======== Available records
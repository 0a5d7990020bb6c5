//! Motion engine
//!
//! Owns the state shared by every compiler and runtime object: the engine
//! configuration, the class name allocator, the FLIP cache and the frame
//! batcher. Create one per document (or per test) with [`create_engine`];
//! nothing here is global.

use std::cell::RefCell;
use std::rc::Rc;

use crate::config::EngineConfig;
use crate::css::NameAllocator;
use crate::error::Result;
use crate::flip::{BoundingBox, CacheStats, FlipCache, FlipConfig, FlipGenerator, FlipOutput};
use crate::layout::LayoutTransition;
use crate::motion::{MotionCompiler, MotionOutput, SpringMotionConfig};
use crate::motion_value::MotionValue;
use crate::scheduler::{FrameBatcher, FrameHost};
use crate::style::StyleTarget;
use crate::timeline::{SequenceConfig, SequenceOutput, TimelineCompiler};
use crate::value::Animatable;

pub(crate) struct EngineShared {
    pub(crate) config: EngineConfig,
    pub(crate) names: NameAllocator,
    pub(crate) flip_cache: RefCell<FlipCache>,
    pub(crate) batcher: FrameBatcher,
}

impl EngineShared {
    pub(crate) fn generate_flip(&self, name: &str, config: &FlipConfig) -> Result<FlipOutput> {
        let mut cache = self.flip_cache.borrow_mut();
        FlipGenerator::new(&mut cache, &self.names)
            .with_fill_mode(self.config.fill_mode)
            .generate(name, config)
    }
}

/// Create an engine driven by `host`'s frame callbacks
pub fn create_engine(config: EngineConfig, host: Rc<dyn FrameHost>) -> MotionEngine {
    MotionEngine::new(config, host)
}

/// Entry point for compiling motion and driving runtime values
pub struct MotionEngine {
    shared: Rc<EngineShared>,
}

impl MotionEngine {
    pub fn new(config: EngineConfig, host: Rc<dyn FrameHost>) -> Self {
        tracing::debug!(prefix = %config.class_prefix, "creating motion engine");
        Self {
            shared: Rc::new(EngineShared {
                names: NameAllocator::new(config.class_prefix.clone()),
                flip_cache: RefCell::new(FlipCache::new()),
                batcher: FrameBatcher::new(host),
                config,
            }),
        }
    }

    pub fn config(&self) -> &EngineConfig {
        &self.shared.config
    }

    // =========================================================================
    // Build-time Compilers
    // =========================================================================

    /// Compile a multi-stage sequence
    pub fn compile_sequence(&self, sequence: &SequenceConfig) -> Result<SequenceOutput> {
        TimelineCompiler::new(&self.shared.names)
            .with_fill_mode(self.shared.config.fill_mode)
            .compile(sequence)
    }

    /// Compile a spring motion into keyframes
    pub fn compile_spring_motion(&self, motion: &SpringMotionConfig) -> Result<MotionOutput> {
        MotionCompiler::new(&self.shared.names, &self.shared.config).compile(motion)
    }

    /// Generate (or reuse) FLIP keyframes for a layout jump
    pub fn generate_flip_keyframes(&self, name: &str, config: &FlipConfig) -> Result<FlipOutput> {
        self.shared.generate_flip(name, config)
    }

    /// Number of distinct geometry keys in the FLIP cache
    pub fn flip_cache_size(&self) -> usize {
        self.shared.flip_cache.borrow().len()
    }

    pub fn flip_cache_stats(&self) -> CacheStats {
        self.shared.flip_cache.borrow().stats()
    }

    pub fn clear_flip_cache(&self) {
        self.shared.flip_cache.borrow_mut().clear();
    }

    /// Number of class names handed out so far
    pub fn names_allocated(&self) -> u64 {
        self.shared.names.allocated()
    }

    // =========================================================================
    // Runtime
    // =========================================================================

    /// Create a motion value driven by this engine's frames
    pub fn create_value<T: Animatable>(&self, initial: T) -> MotionValue<T> {
        MotionValue::new(
            self.shared.batcher.handle(),
            initial,
            self.shared.config.max_frame_delta_ms,
        )
    }

    /// Create a layout transition for one element
    ///
    /// `measure` returns the element's current box in a fixed coordinate space.
    pub fn layout_transition<F>(
        &self,
        name: &str,
        target: Rc<dyn StyleTarget>,
        measure: F,
    ) -> LayoutTransition
    where
        F: Fn() -> BoundingBox + 'static,
    {
        LayoutTransition::new(&self.shared, name, target, Box::new(measure))
    }

    /// Answer a frame request from the host
    pub fn run_frame(&self, now_ms: f64) -> usize {
        self.shared.batcher.run_frame(now_ms)
    }

    pub fn batcher(&self) -> &FrameBatcher {
        &self.shared.batcher
    }
}
//! Manifest compilation
//!
//! Runs every entry of a manifest through one engine so class names stay
//! unique across the whole stylesheet.

use anyhow::{Context, Result};
use cadence_motion::{
    create_engine, FlipOutput, ManualFrameHost, MotionOutput, RuntimeDescriptor, SequenceOutput,
};
use serde::Serialize;
use std::rc::Rc;
use tracing::{debug, warn};

use crate::config::Manifest;

/// An output tagged with the manifest entry it came from
#[derive(Debug, Serialize)]
pub struct Named<T> {
    pub name: String,
    #[serde(flatten)]
    pub output: T,
}

/// Everything produced from one manifest
#[derive(Debug, Default, Serialize)]
#[serde(rename_all = "camelCase")]
pub struct BuildReport {
    pub sequences: Vec<Named<SequenceOutput>>,
    pub springs: Vec<MotionOutput>,
    pub flips: Vec<Named<FlipOutput>>,
}

/// Compile every entry, failing on the first invalid one
pub fn compile_manifest(manifest: &Manifest) -> Result<BuildReport> {
    let engine = create_engine(manifest.engine.clone(), Rc::new(ManualFrameHost::new()));
    let mut report = BuildReport::default();

    for (index, sequence) in manifest.sequences.iter().enumerate() {
        let name = sequence
            .name
            .clone()
            .unwrap_or_else(|| format!("sequence[{index}]"));
        let output = engine
            .compile_sequence(sequence)
            .with_context(|| format!("Failed to compile sequence '{}'", name))?;
        if output.overlapping {
            debug!(sequence = %name, "stages overlap, merged into one rule");
        }
        report.sequences.push(Named { name, output });
    }

    for spring in &manifest.springs {
        let output = engine
            .compile_spring_motion(spring)
            .with_context(|| format!("Failed to compile spring '{}'", spring.name))?;
        if output.degraded {
            warn!(spring = %spring.name, "non-numeric endpoint, fell back to eased keyframes");
        }
        report.springs.push(output);
    }

    for flip in &manifest.flips {
        let output = engine
            .generate_flip_keyframes(&flip.name, &flip.config)
            .with_context(|| format!("Failed to generate flip '{}'", flip.name))?;
        report.flips.push(Named {
            name: flip.name.clone(),
            output,
        });
    }

    let stats = engine.flip_cache_stats();
    debug!(
        classes = engine.names_allocated(),
        flip_hits = stats.hits,
        flip_misses = stats.misses,
        "manifest compiled"
    );

    Ok(report)
}

impl BuildReport {
    /// All generated CSS as one stylesheet
    pub fn stylesheet(&self) -> String {
        let mut sections = Vec::new();
        for sequence in &self.sequences {
            if !sequence.output.css.is_empty() {
                sections.push(format!("/* sequence: {} */\n{}", sequence.name, sequence.output.css));
            }
        }
        for spring in &self.springs {
            if !spring.css.is_empty() {
                sections.push(format!("/* spring: {} */\n{}", spring.class_name, spring.css));
            }
        }
        for flip in &self.flips {
            sections.push(format!("/* flip: {} */\n{}", flip.name, flip.output.css));
        }

        let mut css = sections.join("\n\n");
        if !css.is_empty() && !css.ends_with('\n') {
            css.push('\n');
        }
        css
    }

    /// Descriptors for motions that need runtime coordination
    pub fn runtime_descriptors(&self) -> Vec<&RuntimeDescriptor> {
        self.springs
            .iter()
            .filter_map(|spring| spring.js_config.as_ref())
            .collect()
    }

    pub fn entry_count(&self) -> usize {
        self.sequences.len() + self.springs.len() + self.flips.len()
    }
}

#[cfg(test)]
mod tests {
    use super::*;

    fn manifest(toml: &str) -> Manifest {
        Manifest::from_toml(toml).unwrap()
    }

    #[test]
    fn test_compile_manifest() {
        let report = compile_manifest(&manifest(
            r#"
[engine]
class_prefix = "ui"

[[sequence]]
name = "intro"
[[sequence.stages]]
name = "fade"
duration = 200
from = { opacity = 0 }
to = { opacity = 1 }

[[spring]]
name = "pop"
stiffness = 170
damping = 26
duration = 500
steps = 10
from = { scale = 0.5 }
to = { scale = 1 }

[[flip]]
name = "card"
from = { x = 0, y = 0, width = 10, height = 10 }
to = { x = 30, y = 0, width = 10, height = 10 }
"#,
        ))
        .unwrap();

        assert_eq!(report.entry_count(), 3);
        let css = report.stylesheet();
        assert!(css.contains("/* sequence: intro */"));
        assert!(css.contains("@keyframes ui-fade-"));
        assert!(css.contains("@keyframes ui-pop-"));
        assert!(css.contains("/* flip: card */"));
        assert!(css.ends_with('\n'));

        let descriptors = report.runtime_descriptors();
        assert_eq!(descriptors.len(), 1);
        assert_eq!(descriptors[0].duration, 500.0);
    }

    #[test]
    fn test_short_springs_have_no_descriptor() {
        let report = compile_manifest(&manifest(
            r#"
[[spring]]
name = "tap"
stiffness = 400
damping = 30
duration = 120
from = { opacity = 0 }
to = { opacity = 1 }
"#,
        ))
        .unwrap();
        assert!(report.springs[0].precomputed);
        assert!(report.runtime_descriptors().is_empty());
    }

    #[test]
    fn test_error_names_the_entry() {
        let err = compile_manifest(&manifest(
            r#"
[[spring]]
name = "broken"
stiffness = -1
damping = 10
from = { x = 0 }
to = { x = 1 }
"#,
        ))
        .unwrap_err();
        let message = format!("{err:#}");
        assert!(message.contains("Failed to compile spring 'broken'"));
        assert!(message.contains("stiffness"));
    }

    #[test]
    fn test_unnamed_sequence_label() {
        let report = compile_manifest(&manifest(
            r#"
[[sequence]]
[[sequence.stages]]
name = "a"
duration = 100
to = { x = 10 }
"#,
        ))
        .unwrap();
        assert_eq!(report.sequences[0].name, "sequence[0]");
    }

    #[test]
    fn test_report_json_shape() {
        let report = compile_manifest(&manifest(
            r#"
[[flip]]
name = "card"
from = { x = 0, y = 0, width = 10, height = 10 }
to = { x = 0, y = 20, width = 10, height = 10 }
"#,
        ))
        .unwrap();
        let json = serde_json::to_value(&report).unwrap();
        assert_eq!(json["flips"][0]["name"], "card");
        assert_eq!(json["flips"][0]["transform"]["translateY"], -20.0);
        assert!(json["sequences"].as_array().unwrap().is_empty());
    }
}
================
What is needed is every line from the data above that includes the string "usize", copied out.

    pub fn flip_cache_size(&self) -> usize {
    pub fn run_frame(&self, now_ms: f64) -> usize {
    pub fn entry_count(&self) -> usize {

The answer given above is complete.